2018年冬CCS特集:シュレーディンガー
高速計算で実験を置き換え、MI研究に機械学習統合
2018.12.04−シュレーディンガーは、最先端の計算化学技術により、新薬と新素材の開発研究に革新的な変化をもたらすことを目指している。とくに、新しい解析手法を積極的に導入しているほか、受託計算や受託研究などのサービスビジネスでも高い評価を得ている。
幅広い製品群のうち、生命科学分野でフラッグシップとなるのが、高精度自由エネルギー計算を行う「FEP+」。GPUをフル活用して、実験と同等の精度の計算結果を、実験よりも速く低コストで導き出す機能がある。今年夏から新しい力場であるOPLS3Eが用意されてさらに精度が向上し、インシリコでのアッセイが本格的に行えるようになってきている。母核構造を変換するコアホッピングにも対応したことで、効率良く実験するための重要な示唆が得られるという。
GPUの利用が必須となるため、柔軟なライセンス体系を準備しており、社内のGPUマシンで計算するほか、外部のクラウドサービスを利用することも可能。シュレーディンガーのデータセンターを利用することや、計算・解析そのものを依頼することもできる。使い方の選択肢が増えているため、FEP+への関心はさらに高まってきている。
また、来年には次世代のインデュースドフィット(誘導適合)ソリューションを開発する計画。分子動力学エンジンのDesmondを利用したバインディングポーズ・メタダイナミクス、水和状態を解析するWaterMapを利用したダブルスコアなどの新手法を組み込む。同時に、ホモロジーモデリング技術も改良し、ドッキングシミュレーションの精度向上を図っていく。
さらに、機械学習への取り組みでは、文献や特許から化合物構造を自動的に抽出するACE(オートメーテッド・コンパウンド・エクストラクション)を利用して、学習用データの蓄積を推進。深層学習のDeepChemを使った薬物動態や毒性予測へとつなげていく考えだ。そのほか、ネットワーク環境での研究コラボレーションの基盤となる「LiveDesign」の評価が国内でも進んできている。GPUを使ってリガンド形状でのスクリーニングを加速する「Shape Screening」の機能強化も注目されている。

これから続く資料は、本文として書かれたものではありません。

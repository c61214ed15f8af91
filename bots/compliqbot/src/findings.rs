// SPDX-License-Identifier: PMPL-1.0-or-later
//! Audit result types.
//!
//! `AuditResult` serializes to the wire form other surfaces consume:
//!
//! ```json
//! { "score": 88, "passedRules": 7, "totalRules": 8,
//!   "issues": [ { "message": "1 images missing alt text", "severity": "serious" } ] }
//! ```
//!
//! `error: true` is only present on the fallback result of a failed audit.

use serde::{Deserialize, Serialize};

/// Severity levels for findings, ordered `Moderate < Serious < Critical`.
#[derive(Debug, Clone, Copy, PartialEq, Eq, PartialOrd, Ord, Hash, Serialize, Deserialize)]
#[serde(rename_all = "lowercase")]
pub enum Severity {
    /// Degrades the experience for some users
    Moderate,
    /// Blocks some users from parts of the page
    Serious,
    /// Blocks users from completing core tasks
    Critical,
}

impl Severity {
    /// All severities, most severe first (display grouping order).
    pub const ALL: [Severity; 3] = [Severity::Critical, Severity::Serious, Severity::Moderate];

    /// Lowercase wire name
    pub fn as_str(&self) -> &'static str {
        match self {
            Severity::Moderate => "moderate",
            Severity::Serious => "serious",
            Severity::Critical => "critical",
        }
    }
}

impl std::fmt::Display for Severity {
    fn fmt(&self, f: &mut std::fmt::Formatter<'_>) -> std::fmt::Result {
        match self {
            Severity::Moderate => write!(f, "MODERATE"),
            Severity::Serious => write!(f, "SERIOUS"),
            Severity::Critical => write!(f, "CRITICAL"),
        }
    }
}

/// A failed check, as reported to the user.
#[derive(Debug, Clone, PartialEq, Eq, Serialize, Deserialize)]
pub struct Finding {
    /// Human-readable description
    pub message: String,
    /// Severity level
    pub severity: Severity,
    /// Identifier of the rule that produced this finding. Not part of the
    /// wire form.
    #[serde(skip)]
    pub rule_id: String,
}

impl Finding {
    /// Create a new finding
    pub fn new(rule_id: &str, severity: Severity, message: impl Into<String>) -> Self {
        Self {
            message: message.into(),
            severity,
            rule_id: rule_id.to_string(),
        }
    }
}

/// Coarse quality band for a score.
#[derive(Debug, Clone, Copy, PartialEq, Eq, Serialize, Deserialize)]
#[serde(rename_all = "lowercase")]
pub enum ScoreGrade {
    /// 90 and above
    Good,
    /// 70 to 89
    Fair,
    /// Below 70
    Poor,
}

impl ScoreGrade {
    pub fn from_score(score: u8) -> Self {
        if score >= 90 {
            ScoreGrade::Good
        } else if score >= 70 {
            ScoreGrade::Fair
        } else {
            ScoreGrade::Poor
        }
    }
}

impl std::fmt::Display for ScoreGrade {
    fn fmt(&self, f: &mut std::fmt::Formatter<'_>) -> std::fmt::Result {
        match self {
            ScoreGrade::Good => write!(f, "good"),
            ScoreGrade::Fair => write!(f, "fair"),
            ScoreGrade::Poor => write!(f, "poor"),
        }
    }
}

/// Outcome of one audit pass.
#[derive(Debug, Clone, PartialEq, Eq, Serialize, Deserialize)]
#[serde(rename_all = "camelCase")]
pub struct AuditResult {
    /// `round(100 * passed_rules / total_rules)`
    pub score: u8,
    /// Number of rules that did not fail
    pub passed_rules: usize,
    /// Number of rules evaluated
    pub total_rules: usize,
    /// Findings in rule order
    pub issues: Vec<Finding>,
    /// Set only on the fallback result of a failed audit
    #[serde(default, skip_serializing_if = "std::ops::Not::not")]
    pub error: bool,
}

impl AuditResult {
    /// Assemble a completed audit; the score is derived.
    pub fn new(issues: Vec<Finding>, passed_rules: usize, total_rules: usize) -> Self {
        Self {
            score: compute_score(passed_rules, total_rules),
            passed_rules,
            total_rules,
            issues,
            error: false,
        }
    }

    /// The result reported when an audit could not complete.
    pub fn failed(reason: &str, total_rules: usize) -> Self {
        Self {
            score: 0,
            passed_rules: 0,
            total_rules,
            issues: vec![Finding::new(
                "audit-error",
                Severity::Critical,
                format!("Error running tests: {}", reason),
            )],
            error: true,
        }
    }

    pub fn grade(&self) -> ScoreGrade {
        ScoreGrade::from_score(self.score)
    }

    /// Findings of one severity, in rule order
    pub fn by_severity(&self, severity: Severity) -> Vec<&Finding> {
        self.issues.iter().filter(|f| f.severity == severity).collect()
    }

    /// Most severe finding level, if any
    pub fn worst_severity(&self) -> Option<Severity> {
        self.issues.iter().map(|f| f.severity).max()
    }
}

/// Percentage of passed rules, rounded half up.
pub fn compute_score(passed: usize, total: usize) -> u8 {
    if total == 0 {
        return 0;
    }
    let passed = passed.min(total);
    ((200 * passed + total) / (2 * total)) as u8
}
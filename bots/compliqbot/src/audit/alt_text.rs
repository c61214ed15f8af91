// SPDX-License-Identifier: PMPL-1.0-or-later
//! Images without an `alt` attribute.
//!
//! Only a missing attribute fails; `alt=""` marks a decorative image and is
//! accepted.

use crate::audit::Rule;
use crate::document::{Document, DocumentError, Query};
use crate::findings::{Finding, Severity};

/// Rule 1: every `<img>` carries alternative text
pub struct ImageAltRule;

impl Rule for ImageAltRule {
    fn id(&self) -> &'static str {
        "image-alt"
    }

    fn description(&self) -> &'static str {
        "Images must have an alt attribute"
    }

    fn severity(&self) -> Severity {
        Severity::Serious
    }

    fn evaluate(&self, doc: &dyn Document) -> Result<Option<Finding>, DocumentError> {
        let missing = doc.query(&Query::tag("img").without_attr("alt"))?.len();
        if missing == 0 {
            return Ok(None);
        }
        Ok(Some(Finding::new(
            self.id(),
            self.severity(),
            format!("{} images missing alt text", missing),
        )))
    }
}

#[cfg(test)]
mod tests {
    use super::*;
    use crate::document::html::HtmlDocument;

    fn evaluate(html: &str) -> Option<Finding> {
        ImageAltRule.evaluate(&HtmlDocument::parse(html)).unwrap()
    }

    #[test]
    fn test_all_images_described() {
        assert!(evaluate(r#"<img src="a.png" alt="Chart"><img src="b.png" alt="">"#).is_none());
    }

    #[test]
    fn test_counts_missing_alt() {
        let finding = evaluate(r#"<img src="a.png"><img src="b.png" alt="x"><IMG SRC="c.png">"#)
            .expect("finding");
        assert_eq!(finding.message, "2 images missing alt text");
        assert_eq!(finding.severity, Severity::Serious);
        assert_eq!(finding.rule_id, "image-alt");
    }

    #[test]
    fn test_no_images() {
        assert!(evaluate("<p>text only</p>").is_none());
    }
}
// SPDX-License-Identifier: PMPL-1.0-or-later
//! Document query capability consumed by the audit engine.
//!
//! The audit never touches a concrete DOM. It reads a snapshot through the
//! [`Document`] trait: attribute lookup, descendant queries by tag and
//! attribute predicates, computed-style lookup, text content and
//! rendered-ness. Any host (a headless browser bridge, a parsed HTML tree)
//! can supply one; [`html::HtmlDocument`] is the implementation shipped here.
//!
//! Every query is fallible so a host whose lookups break mid-pass can report
//! it; the audit turns such errors into its fallback result.

pub mod html;

use std::fmt;
use thiserror::Error;

/// Errors raised by a [`Document`] implementation.
#[derive(Error, Debug, Clone, PartialEq, Eq)]
pub enum DocumentError {
    #[error("query for {what} failed: {reason}")]
    Query { what: String, reason: String },

    #[error("invalid selector: {0}")]
    InvalidSelector(String),

    #[error("element {0} is not part of this document")]
    Detached(ElementId),
}

impl DocumentError {
    /// Build a [`DocumentError::Query`].
    pub fn query(what: impl Into<String>, reason: impl Into<String>) -> Self {
        DocumentError::Query { what: what.into(), reason: reason.into() }
    }
}

/// Opaque handle to an element inside one document snapshot.
#[derive(Debug, Clone, Copy, PartialEq, Eq, PartialOrd, Ord, Hash)]
pub struct ElementId(pub usize);

impl fmt::Display for ElementId {
    fn fmt(&self, f: &mut fmt::Formatter<'_>) -> fmt::Result {
        write!(f, "#{}", self.0)
    }
}

/// Attribute predicate used by [`Query`].
#[derive(Debug, Clone, PartialEq, Eq)]
pub enum AttrFilter {
    /// Attribute is present (any value, including empty).
    Present(String),
    /// Attribute is absent.
    Absent(String),
    /// Attribute is present with exactly this value.
    Equals(String, String),
}

/// A descendant query: elements whose tag is one of `tags` (any tag when
/// empty) and which satisfy every attribute filter.
#[derive(Debug, Clone, Default, PartialEq, Eq)]
pub struct Query {
    tags: Vec<String>,
    filters: Vec<AttrFilter>,
}

impl Query {
    /// Match any of the given tag names (case-insensitive).
    pub fn tags<I, S>(tags: I) -> Self
    where
        I: IntoIterator<Item = S>,
        S: AsRef<str>,
    {
        Self {
            tags: tags.into_iter().map(|t| t.as_ref().to_ascii_lowercase()).collect(),
            filters: Vec::new(),
        }
    }

    /// Match a single tag name.
    pub fn tag(tag: &str) -> Self {
        Self::tags([tag])
    }

    /// Require the attribute to be present.
    pub fn with_attr(mut self, name: &str) -> Self {
        self.filters.push(AttrFilter::Present(name.to_ascii_lowercase()));
        self
    }

    /// Require the attribute to be absent.
    pub fn without_attr(mut self, name: &str) -> Self {
        self.filters.push(AttrFilter::Absent(name.to_ascii_lowercase()));
        self
    }

    /// Require the attribute to equal `value`.
    pub fn with_attr_value(mut self, name: &str, value: &str) -> Self {
        self.filters
            .push(AttrFilter::Equals(name.to_ascii_lowercase(), value.to_string()));
        self
    }

    /// Tag names this query accepts; empty means any.
    pub fn tag_names(&self) -> &[String] {
        &self.tags
    }

    /// Attribute filters, all of which must hold.
    pub fn filters(&self) -> &[AttrFilter] {
        &self.filters
    }

    /// Evaluate the query against one element, given its lowercase tag name
    /// and an attribute lookup.
    pub fn matches<'a, F>(&self, tag: &str, attr: F) -> bool
    where
        F: Fn(&str) -> Option<&'a str>,
    {
        if !self.tags.is_empty() && !self.tags.iter().any(|t| t == tag) {
            return false;
        }
        self.filters.iter().all(|f| match f {
            AttrFilter::Present(name) => attr(name.as_str()).is_some(),
            AttrFilter::Absent(name) => attr(name.as_str()).is_none(),
            AttrFilter::Equals(name, value) => attr(name.as_str()) == Some(value.as_str()),
        })
    }
}

/// Read-only view of a document snapshot.
pub trait Document {
    /// The root element (`<html>`).
    fn root_element(&self) -> Result<ElementId, DocumentError>;

    /// All elements matching `query`, in document order.
    fn query(&self, query: &Query) -> Result<Vec<ElementId>, DocumentError>;

    /// Lowercase tag name of an element.
    fn tag_name(&self, element: ElementId) -> Result<String, DocumentError>;

    /// Value of an attribute, `None` when absent.
    fn attribute(&self, element: ElementId, name: &str) -> Result<Option<String>, DocumentError>;

    /// Concatenated text of all descendant text nodes.
    fn text_content(&self, element: ElementId) -> Result<String, DocumentError>;

    /// Whether the element has any element or text children. An element
    /// without any matches CSS `:empty`.
    fn has_child_nodes(&self, element: ElementId) -> Result<bool, DocumentError>;

    /// Computed value of a style property in `rgb(...)`/`rgba(...)` form for
    /// colors, `None` when the host cannot resolve it.
    fn computed_style(
        &self,
        element: ElementId,
        property: &str,
    ) -> Result<Option<String>, DocumentError>;

    /// Whether the element produces a layout box.
    fn is_rendered(&self, element: ElementId) -> Result<bool, DocumentError>;

    /// Document title, `None` when the document has none.
    fn title(&self) -> Result<Option<String>, DocumentError>;
}

#[cfg(test)]
mod tests {
    use super::*;

    fn attrs<'a>(pairs: &'a [(&'a str, &'a str)]) -> impl Fn(&str) -> Option<&'a str> + 'a {
        move |name| pairs.iter().find(|(k, _)| *k == name).map(|(_, v)| *v)
    }

    #[test]
    fn test_query_tag_match() {
        let q = Query::tags(["H1", "h2"]);
        assert!(q.matches("h1", attrs(&[])));
        assert!(q.matches("h2", attrs(&[])));
        assert!(!q.matches("h3", attrs(&[])));
    }

    #[test]
    fn test_query_attribute_filters() {
        let q = Query::tag("img").without_attr("alt");
        assert!(q.matches("img", attrs(&[("src", "a.png")])));
        assert!(!q.matches("img", attrs(&[("alt", "")])));

        let q = Query::tag("label").with_attr_value("for", "email");
        assert!(q.matches("label", attrs(&[("for", "email")])));
        assert!(!q.matches("label", attrs(&[("for", "name")])));
        assert!(!q.matches("label", attrs(&[])));
    }

    #[test]
    fn test_empty_query_matches_any_tag() {
        let q = Query::default().with_attr("role");
        assert!(q.matches("div", attrs(&[("role", "banner")])));
        assert!(!q.matches("div", attrs(&[])));
    }

    #[test]
    fn test_error_display() {
        let err = DocumentError::query("img", "tree unavailable");
        assert_eq!(err.to_string(), "query for img failed: tree unavailable");
        assert_eq!(
            DocumentError::Detached(ElementId(7)).to_string(),
            "element #7 is not part of this document"
        );
    }
}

一方、材料科学分野では、マテリアルズ・インフォマティクス(MI)や機械学習への取り組みを強める方針。LiveDesignを機械学習のプラットホームとし、DeepChemを利用した各種のAI開発をLiveDesign上で行えるようにしていく。プリセットされた物性予測モデルも順次提供する予定。
同社は機械学習の専門チームを10人以上揃えて内部でも研究を進めており、通常のQSAR/QSPRよりもDeepChemによるモデルの方が高精度であり、データ数が多いほど改善することを確かめている。最近では、密度汎関数法(DFT)計算結果を学習させ、計算結果を予測するAI開発も推進。実際にDFT計算を行うよりも、1万倍速く結果が得られるという。また、望みの物性を持つ分子構造を予測する逆問題解析によって、学習セットにない新しい分子構造を発見する試みも進めている。これには、分子構造(SMILES)をエンコーダーで連続空間に変換し、学習結果をデコーダーでSMILESに戻すという技術が使われているが、このエンコーダー/デコーダーも深層学習で構築されたものとなっている。